The light engine subsystem is designed to interface to the array of bioanalytical tools with the expectation that the end user can take for granted the high quality of the illumination. Table IV (above) summarizes four bioanalytical applications for which light engines including light pipes could replace more traditional illumination subsystems and offer performance and cost advantages. For example, Kohler illumination in transmitted light microscopy requires that the light be focused and collimated down the entire optical path of the microscope to provide optimal specimen illumination. Even light intensity across a fairly large plane is a critical requirement. For stereomicroscopy, lighting is achieved with ring-lights at the objective and fiber optic lights pointed at the specimen from the side. In both cases, the light engine must efficiently couple to a fiber optic cable and thence to the particular bioanalytical tool.

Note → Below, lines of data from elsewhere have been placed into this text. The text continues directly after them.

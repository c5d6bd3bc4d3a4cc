use chrono::Utc;
use evlog::meta;
use serenity::builder::CreateApplicationCommand;
use serenity::client::Context;
use serenity::model::interactions::application_command::{ApplicationCommandInteraction, ApplicationCommandOptionType};

use crate::app::App;
use crate::error::VoteError;
use crate::handler::bot_app;
use crate::helpers::command_resp;
use crate::runtime::get_logger;
use crate::support::parse::format_time;

pub const VOTER: &str = "voter";

pub fn voter_builder(cmd: &mut CreateApplicationCommand) -> &mut CreateApplicationCommand {
    cmd.name(VOTER)
        .description("Manage your voter registration")
        .create_option(|opt| opt
            .name("register")
            .description("Register as a voter and receive a wallet address")
            .kind(ApplicationCommandOptionType::SubCommand))
        .create_option(|opt| opt
            .name("mint")
            .description("Mint your soulbound voter ID")
            .kind(ApplicationCommandOptionType::SubCommand))
        .create_option(|opt| opt
            .name("whoami")
            .description("Show your voter ID and voting status")
            .kind(ApplicationCommandOptionType::SubCommand));

    cmd
}

async fn voter_register(ctx: &Context, interaction: &ApplicationCommandInteraction, app: &App, voter_id: &str) -> anyhow::Result<()> {
    let (voter, created) = match app.register_voter(voter_id, &interaction.user.name).await {
        Ok(v) => v,
        Err(e) => {
            command_resp::reply_deferred_result(ctx, interaction, "Error occurred upon attempt to register you.").await?;
            return Err(e);
        }
    };

    let reply = if created {
        format!("Registered. Your wallet address is `{}`. Next, mint your voter ID with `/voter mint`.", voter.wallet)
    } else {
        format!("You are already registered with wallet `{}`.", voter.wallet)
    };
    command_resp::reply_deferred_result(ctx, interaction, reply).await?;

    Ok(())
}

async fn voter_mint(ctx: &Context, interaction: &ApplicationCommandInteraction, app: &App, voter_id: &str) -> anyhow::Result<()> {
    let voter = match app.mint_voter_id(voter_id).await {
        Ok(v) => v,
        Err(VoteError::Storage(e)) => {
            command_resp::reply_deferred_result(ctx, interaction, "Failed to mint your voter ID. Please try again.").await?;
            return Err(e);
        }
        Err(e) => {
            get_logger().info("Voter ID mint refused.", meta! {
                "InteractionID" => interaction.id,
                "UserID" => voter_id,
                "Reason" => e,
            });
            command_resp::reply_deferred_result(ctx, interaction, e.to_string()).await?;
            return Ok(());
        }
    };

    command_resp::reply_deferred_result(ctx, interaction, format!(
        "Your voter ID is bound to `{}`. It cannot be transferred. You can now vote in open elections.",
        voter.wallet
    )).await?;

    Ok(())
}

async fn voter_whoami(ctx: &Context, interaction: &ApplicationCommandInteraction, app: &App, voter_id: &str) -> anyhow::Result<()> {
    let voter = match app.voters.get(voter_id) {
        None => {
            command_resp::reply_deferred_result(ctx, interaction, VoteError::UnknownVoter.to_string()).await?;
            return Ok(());
        }
        Some(v) => v,
    };

    let mut reply = format!(
        "**{}**\nWallet: `{}`\nVoter ID: {}\nRegistered: {}\n",
        voter.name,
        voter.wallet,
        if voter.has_nft { "minted" } else { "not minted" },
        format_time(&voter.registered_at),
    );

    let now = Utc::now();
    for election in app.store.list().await {
        let record = match app.ledger.record(voter_id, &election.id) {
            None => continue,
            Some(v) => v,
        };
        let state = if record.revealed { "revealed" } else { "committed, not revealed" };
        reply.push_str(&format!(
            "\n**{}** (`{}`, {}): {} at {}",
            election.title, election.id, election.status_at(now), state, format_time(&record.committed_at)
        ));
    }

    command_resp::reply_deferred_result(ctx, interaction, reply).await?;

    Ok(())
}

pub async fn voter(ctx: Context, interaction: ApplicationCommandInteraction) -> anyhow::Result<()> {
    command_resp::reply_deferred_ephemeral_ack(&ctx, &interaction).await?;

    let app = bot_app(&ctx).await?;
    let voter_id = interaction.user.id.as_u64().to_string();

    let sub = match interaction.data.options.first() {
        None => return Ok(()),
        Some(v) => v,
    };

    match sub.name.as_str() {
        "register" => voter_register(&ctx, &interaction, &app, &voter_id).await?,
        "mint" => voter_mint(&ctx, &interaction, &app, &voter_id).await?,
        "whoami" => voter_whoami(&ctx, &interaction, &app, &voter_id).await?,
        _ => {}
    }

    Ok(())
}
use std::sync::Arc;

use evlog::{LogEventConsolePrinter, Logger, meta};
use serenity::Client;
use serenity::prelude::GatewayIntents;

use crate::app::App;
use crate::campusbot::CampusBot;
use crate::config::Config;
use crate::db::dbclient::DBClient;
use crate::handler::{BotData, BotHandler};
use crate::runtime::{get_logger, set_logger};
use crate::support::register_elections::register_elections_everywhere;

mod activity;
mod app;
mod campusbot;
mod commands;
mod config;
mod db;
mod election;
mod error;
mod handler;
mod helpers;
mod runtime;
mod support;
mod voter;

#[tokio::main]
async fn main() -> anyhow::Result<()> {
    dotenv::dotenv().ok();

    let mut logger = Logger::default();
    logger.register(LogEventConsolePrinter::default());
    set_logger(logger);

    let config = Config::from_env()?;

    let db_client = DBClient::new(&config.database_url).await?;

    let campusbot = CampusBot::new(config.campusbot_url.clone(), config.campusbot_key.clone());
    let app = Arc::new(App::load(db_client.conn().clone(), config.vote_delay, campusbot).await?);

    get_logger().info("Loaded election state.", meta! {
        "Elections" => app.store.list().await.len(),
        "DatabaseURL" => config.database_url,
        "CampusBot" => app.campusbot.is_configured(),
    });

    let mut client = Client::builder(&config.token, GatewayIntents::non_privileged())
        .event_handler(BotHandler {})
        .application_id(config.application_id)
        .await?;

    let cache_and_http = client.cache_and_http.clone();
    app.clone().spawn_refresh(config.refresh_interval, move |elections| {
        let cache_and_http = cache_and_http.clone();
        async move {
            register_elections_everywhere(&cache_and_http.cache, &cache_and_http.http, &elections).await;
        }
    });
    client.data.write().await.insert::<BotData>(BotData::new(app));

    if let Err(e) = client.start_shards(config.shards).await {
        get_logger().error("Client error.", meta! {
            "Error" => e,
        });
        return Err(e.into());
    }

    Ok(())
}
use serenity::builder::CreateApplicationCommand;
use serenity::client::Context;
use serenity::model::interactions::application_command::{ApplicationCommandInteraction, ApplicationCommandOptionType};

use crate::campusbot::SUGGESTED_QUESTIONS;
use crate::handler::bot_app;
use crate::helpers::{command_opt, command_resp};

pub const ASK: &str = "ask";

pub fn ask_builder(cmd: &mut CreateApplicationCommand) -> &mut CreateApplicationCommand {
    cmd.name(ASK)
        .description("Ask CampusBot about voting and student elections")
        .create_option(|opt| opt
            .name("prompt")
            .description("Your question; leave empty for suggestions")
            .required(false)
            .kind(ApplicationCommandOptionType::String));

    cmd
}

fn suggestions() -> String {
    let mut s = String::from("Try asking:\n");
    for q in SUGGESTED_QUESTIONS {
        s.push_str(&format!("- {}\n", q));
    }
    s
}

pub async fn ask(ctx: Context, interaction: ApplicationCommandInteraction) -> anyhow::Result<()> {
    command_resp::reply_deferred_ack(&ctx, &interaction).await?;

    let prompt = command_opt::find_string_opt(&interaction.data.options, "prompt")
        .filter(|p| !p.trim().is_empty());

    let prompt = match prompt {
        None => {
            command_resp::reply_deferred_result(&ctx, &interaction, suggestions()).await?;
            return Ok(());
        }
        Some(v) => v,
    };

    let app = bot_app(&ctx).await?;
    let answer = app.campusbot.ask(&prompt).await;

    command_resp::reply_deferred_result(&ctx, &interaction, format!("> {}\n\n{}", prompt.trim(), answer)).await?;

    Ok(())
}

FIG. 6B shows a plan view of the components of the solid state light engine 630 of the solid state illumination system. As shown in FIG. 6B, housing 631 contains a light pipe engine 642, and five LED light sources 644, and a plurality of dichroic mirrors 646. Each individual light source is collimated so as to be efficiently combined and after color combination, the beam is refocused into a light guide for transport to the device or system to be illuminated. The light pipe engine 642 and the LED light sources 644 each include output optics 645 to image and collimate the light output of the source into a beam that can be imaged on the input aperture of the liquid light guide 632. The light pipe engine 642, the LED light sources 644, and dichroic mirrors 646 are arranged to create a single coaxial light beam 648 which is directed at the input aperture of the liquid light guide 632 as shown by the dashed arrows. In a preferred embodiment, the light beam 648 output is white light which is substantially continuous over the visible spectrum of 380 nm-680 nm and includes no ultraviolet or infrared light.

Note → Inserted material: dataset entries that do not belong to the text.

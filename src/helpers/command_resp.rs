use serenity::client::Context;
use serenity::model::interactions::application_command::ApplicationCommandInteraction;
use serenity::model::interactions::{InteractionApplicationCommandCallbackDataFlags, InteractionResponseType};

use crate::support::text::truncate;

/// Discord rejects message content longer than this.
pub const MAX_CONTENT: usize = 2000;

pub async fn reply_deferred_ack(ctx: &Context, interaction: &ApplicationCommandInteraction) -> anyhow::Result<()> {
    interaction.create_interaction_response(&ctx.http, |r| {
        r.kind(InteractionResponseType::DeferredChannelMessageWithSource)
    }).await?;

    Ok(())
}

/// Like `reply_deferred_ack`, but the eventual reply is only visible to the invoker.
pub async fn reply_deferred_ephemeral_ack(ctx: &Context, interaction: &ApplicationCommandInteraction) -> anyhow::Result<()> {
    interaction.create_interaction_response(&ctx.http, |r| {
        r.kind(InteractionResponseType::DeferredChannelMessageWithSource)
            .interaction_response_data(|d| d.flags(InteractionApplicationCommandCallbackDataFlags::EPHEMERAL))
    }).await?;

    Ok(())
}

pub async fn reply_deferred_result<S: AsRef<str>>(ctx: &Context, interaction: &ApplicationCommandInteraction, content: S) -> anyhow::Result<()> {
    let content = truncate(content.as_ref(), MAX_CONTENT);

    interaction.edit_original_interaction_response(&ctx.http, |r| {
        r.content(content)
    }).await?;

    Ok(())
}
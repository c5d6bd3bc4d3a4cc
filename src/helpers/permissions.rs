use evlog::meta;
use serenity::client::Context;
use serenity::model::interactions::application_command::ApplicationCommandInteraction;
use serenity::model::Permissions;

use crate::helpers::command_resp;
use crate::runtime::get_logger;

pub fn is_admin(interaction: &ApplicationCommandInteraction) -> bool {
    interaction.member.as_ref()
        .and_then(|m| m.permissions)
        .map(|p| p.contains(Permissions::ADMINISTRATOR))
        .unwrap_or(false)
}

/// Replies with a refusal and returns `false` unless the invoker is a server administrator.
pub async fn require_admin(ctx: &Context, interaction: &ApplicationCommandInteraction, usage: &str) -> anyhow::Result<bool> {
    let permissions = match interaction.member.as_ref().and_then(|m| m.permissions) {
        None => {
            get_logger().info("Could not read interaction invoker's permissions.", meta! {
                "InteractionID" => interaction.id,
            });
            command_resp::reply_deferred_result(ctx, interaction, "Could not read interaction invoker's permissions.").await?;
            return Ok(false);
        }
        Some(v) => v,
    };

    if !permissions.contains(Permissions::ADMINISTRATOR) {
        get_logger().info("Non-administrator attempted an admin command.", meta! {
            "InteractionID" => interaction.id,
            "UserID" => interaction.user.id,
            "Usage" => usage,
        });
        command_resp::reply_deferred_result(ctx, interaction, format!(
            "Only members with the 'Administrator' permission may use {}.", usage
        )).await?;
        return Ok(false);
    }

    Ok(true)
}
/// Cuts `s` to at most `max` characters, marking the cut with an ellipsis.
pub fn truncate(s: &str, max: usize) -> String {
    if s.chars().count() <= max {
        return s.to_owned();
    }
    let mut out = s.chars().take(max.saturating_sub(1)).collect::<String>();
    out.push('…');
    out
}

#[cfg(test)]
mod tests {
    use super::*;

    #[test]
    fn truncate_respects_char_boundaries() {
        assert_eq!(truncate("short", 10), "short");
        assert_eq!(truncate("নির্বাচন", 3), "নি…");
        assert_eq!(truncate("abcdef", 4), "abc…");
        assert_eq!(truncate("abcdef", 4).chars().count(), 4);
    }
}
pub mod numbers;
pub mod parse;
pub mod register_elections;
pub mod text;
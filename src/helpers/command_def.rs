use futures::future::BoxFuture;
use serenity::builder::CreateApplicationCommand;
use serenity::client::Context;
use serenity::model::interactions::application_command::ApplicationCommandInteraction;

pub type InteractionHandler = fn(Context, ApplicationCommandInteraction) -> BoxFuture<'static, anyhow::Result<()>>;

pub type CommandBuilder = fn(&mut CreateApplicationCommand) -> &mut CreateApplicationCommand;

pub struct CommandDef {
    pub name: &'static str,
    pub builder: CommandBuilder,
    pub handler: InteractionHandler,
    /// Replace the guild's existing registration on startup.
    pub re_register: bool,
}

Housing 631 also contains a fan 650, controller 652, and power supply 654. Housing 631 can also contain one or more sensors (not shown) to analyze the spectral content of light beam 648. Power supply can be an AC/DC transformer for wired applications or may alternatively be a battery for portable applications.
LED light sources 644 and light pipe engine 642 are selected to provide different color components of the spectral content of the continuous white light output. In a preferred embodiment there are five LED light sources 644 each producing a different color component of the continuous white light output. The output wavelengths of the sources overlap and combine to some extent contributing the overall spectral output of the solid state light engine 630. The LED light sources are ganged together and with the light pipe engine 642. In embodiments the LED light sources 644 and light pipe engine 642 produce spectral components centered on colors violet 395 nm, blue 425-460 nm, cyan 460-500 nm, teal 515 nm, green 500-615 nm, and red/orange 615-685 nm. All of LED light sources 644 and light pipe engine 642 are turned on at the same time such that the different colors are combined to create a substantially continuous white light having a high color rendering index (CRI). In alternative embodiments, a second light pipe engine 642 can be used in place of one or more of the direct LED light sources 644.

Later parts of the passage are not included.